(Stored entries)
________________________________________

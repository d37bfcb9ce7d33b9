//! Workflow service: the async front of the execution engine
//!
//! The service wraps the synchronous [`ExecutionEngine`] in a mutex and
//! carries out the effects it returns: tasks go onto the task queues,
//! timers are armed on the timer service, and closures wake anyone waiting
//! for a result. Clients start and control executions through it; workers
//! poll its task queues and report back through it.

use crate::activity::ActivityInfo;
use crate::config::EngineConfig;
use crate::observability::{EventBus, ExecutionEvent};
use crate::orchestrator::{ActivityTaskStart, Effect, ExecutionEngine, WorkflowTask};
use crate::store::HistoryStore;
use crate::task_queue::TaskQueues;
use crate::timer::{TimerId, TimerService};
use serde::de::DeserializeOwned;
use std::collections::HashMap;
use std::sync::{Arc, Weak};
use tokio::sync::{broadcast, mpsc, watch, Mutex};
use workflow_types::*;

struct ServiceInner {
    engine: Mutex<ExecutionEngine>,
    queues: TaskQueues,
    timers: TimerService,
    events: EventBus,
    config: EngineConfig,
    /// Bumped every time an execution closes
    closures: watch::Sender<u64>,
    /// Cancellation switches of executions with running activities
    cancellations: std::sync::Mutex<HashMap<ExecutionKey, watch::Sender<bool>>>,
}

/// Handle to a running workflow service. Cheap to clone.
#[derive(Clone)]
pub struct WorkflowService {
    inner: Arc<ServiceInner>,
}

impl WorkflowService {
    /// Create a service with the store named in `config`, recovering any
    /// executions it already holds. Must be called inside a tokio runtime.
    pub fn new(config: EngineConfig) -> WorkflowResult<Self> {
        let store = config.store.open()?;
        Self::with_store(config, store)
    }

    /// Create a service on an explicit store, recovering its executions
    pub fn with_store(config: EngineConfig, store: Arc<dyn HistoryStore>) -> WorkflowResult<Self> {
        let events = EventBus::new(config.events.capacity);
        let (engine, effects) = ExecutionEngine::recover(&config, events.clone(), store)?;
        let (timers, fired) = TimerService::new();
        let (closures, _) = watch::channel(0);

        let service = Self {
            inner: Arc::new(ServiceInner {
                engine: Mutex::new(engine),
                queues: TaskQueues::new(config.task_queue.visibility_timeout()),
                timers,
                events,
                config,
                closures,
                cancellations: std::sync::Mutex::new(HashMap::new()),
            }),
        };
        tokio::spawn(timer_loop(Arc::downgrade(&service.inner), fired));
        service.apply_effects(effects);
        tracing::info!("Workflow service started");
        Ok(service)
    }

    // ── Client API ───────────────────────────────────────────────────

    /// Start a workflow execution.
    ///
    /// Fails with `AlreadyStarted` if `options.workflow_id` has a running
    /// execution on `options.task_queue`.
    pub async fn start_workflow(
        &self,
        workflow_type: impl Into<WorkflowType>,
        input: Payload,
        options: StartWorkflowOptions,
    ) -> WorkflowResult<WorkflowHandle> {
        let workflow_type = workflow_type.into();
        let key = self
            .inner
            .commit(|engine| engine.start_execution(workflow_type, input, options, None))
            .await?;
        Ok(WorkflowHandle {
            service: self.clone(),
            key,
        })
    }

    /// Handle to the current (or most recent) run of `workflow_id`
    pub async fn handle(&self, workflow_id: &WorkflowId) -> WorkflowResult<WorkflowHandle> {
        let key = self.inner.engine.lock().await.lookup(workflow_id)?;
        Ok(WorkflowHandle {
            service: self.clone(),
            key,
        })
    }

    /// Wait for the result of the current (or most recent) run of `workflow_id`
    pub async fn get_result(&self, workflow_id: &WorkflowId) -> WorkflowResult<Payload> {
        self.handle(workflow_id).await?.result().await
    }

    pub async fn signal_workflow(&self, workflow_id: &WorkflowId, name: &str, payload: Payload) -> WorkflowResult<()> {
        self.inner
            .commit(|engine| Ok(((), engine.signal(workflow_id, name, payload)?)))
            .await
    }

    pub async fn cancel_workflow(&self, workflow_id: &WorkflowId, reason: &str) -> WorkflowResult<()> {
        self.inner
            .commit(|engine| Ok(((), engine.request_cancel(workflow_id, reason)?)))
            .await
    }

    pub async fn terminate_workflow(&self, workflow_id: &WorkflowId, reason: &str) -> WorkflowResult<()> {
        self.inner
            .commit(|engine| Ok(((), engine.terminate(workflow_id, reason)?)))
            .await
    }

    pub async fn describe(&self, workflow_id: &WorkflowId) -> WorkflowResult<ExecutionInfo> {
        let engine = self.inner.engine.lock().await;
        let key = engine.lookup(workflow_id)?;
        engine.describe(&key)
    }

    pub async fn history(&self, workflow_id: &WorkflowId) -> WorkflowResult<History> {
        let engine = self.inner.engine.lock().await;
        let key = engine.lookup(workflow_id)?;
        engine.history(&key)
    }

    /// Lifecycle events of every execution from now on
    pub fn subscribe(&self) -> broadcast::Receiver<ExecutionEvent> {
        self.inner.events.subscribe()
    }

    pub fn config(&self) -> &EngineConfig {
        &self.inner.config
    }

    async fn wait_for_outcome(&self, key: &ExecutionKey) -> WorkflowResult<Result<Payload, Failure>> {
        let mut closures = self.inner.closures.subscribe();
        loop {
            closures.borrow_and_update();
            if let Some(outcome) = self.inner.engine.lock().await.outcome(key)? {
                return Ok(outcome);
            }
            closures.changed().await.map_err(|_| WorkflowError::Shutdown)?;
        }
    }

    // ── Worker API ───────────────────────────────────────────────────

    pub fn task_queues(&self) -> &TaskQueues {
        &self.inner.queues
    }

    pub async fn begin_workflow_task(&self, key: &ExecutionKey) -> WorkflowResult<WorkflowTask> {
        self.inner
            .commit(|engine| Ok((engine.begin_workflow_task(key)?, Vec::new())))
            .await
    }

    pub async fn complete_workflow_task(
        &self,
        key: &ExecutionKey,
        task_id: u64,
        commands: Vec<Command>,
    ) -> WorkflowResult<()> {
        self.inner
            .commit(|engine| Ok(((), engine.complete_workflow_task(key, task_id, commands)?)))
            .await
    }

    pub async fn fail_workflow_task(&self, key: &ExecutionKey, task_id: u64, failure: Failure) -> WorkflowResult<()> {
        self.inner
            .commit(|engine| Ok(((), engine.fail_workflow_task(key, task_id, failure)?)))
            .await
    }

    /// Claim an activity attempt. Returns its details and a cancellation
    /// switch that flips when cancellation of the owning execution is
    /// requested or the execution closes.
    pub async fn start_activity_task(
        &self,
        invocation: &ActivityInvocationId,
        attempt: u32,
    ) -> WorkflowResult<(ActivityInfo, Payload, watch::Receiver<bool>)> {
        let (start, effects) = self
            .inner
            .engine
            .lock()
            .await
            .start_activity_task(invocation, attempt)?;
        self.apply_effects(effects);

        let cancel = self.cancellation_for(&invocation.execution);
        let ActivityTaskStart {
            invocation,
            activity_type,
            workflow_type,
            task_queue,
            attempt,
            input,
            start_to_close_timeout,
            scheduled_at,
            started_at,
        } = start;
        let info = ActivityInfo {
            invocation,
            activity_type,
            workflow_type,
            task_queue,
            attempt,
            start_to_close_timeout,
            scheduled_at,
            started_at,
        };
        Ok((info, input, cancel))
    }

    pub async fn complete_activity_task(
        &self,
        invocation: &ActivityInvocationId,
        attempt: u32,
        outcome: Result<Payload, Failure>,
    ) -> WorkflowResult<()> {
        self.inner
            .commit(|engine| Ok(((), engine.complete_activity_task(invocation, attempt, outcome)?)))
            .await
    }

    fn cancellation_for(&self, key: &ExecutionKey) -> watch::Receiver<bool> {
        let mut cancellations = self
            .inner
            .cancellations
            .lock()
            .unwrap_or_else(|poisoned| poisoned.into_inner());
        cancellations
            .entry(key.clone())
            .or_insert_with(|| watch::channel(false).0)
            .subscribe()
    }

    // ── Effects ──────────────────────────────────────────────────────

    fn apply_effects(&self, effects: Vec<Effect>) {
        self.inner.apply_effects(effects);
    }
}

________________________________________

**Exercise prompt**
Read through the entries above and copy each line that has the string "crate" in it.

**Response to this task**
use crate::activity::ActivityInfo;
use crate::config::EngineConfig;
use crate::observability::{EventBus, ExecutionEvent};
use crate::orchestrator::{ActivityTaskStart, Effect, ExecutionEngine, WorkflowTask};
use crate::store::HistoryStore;
use crate::task_queue::TaskQueues;
use crate::timer::{TimerId, TimerService};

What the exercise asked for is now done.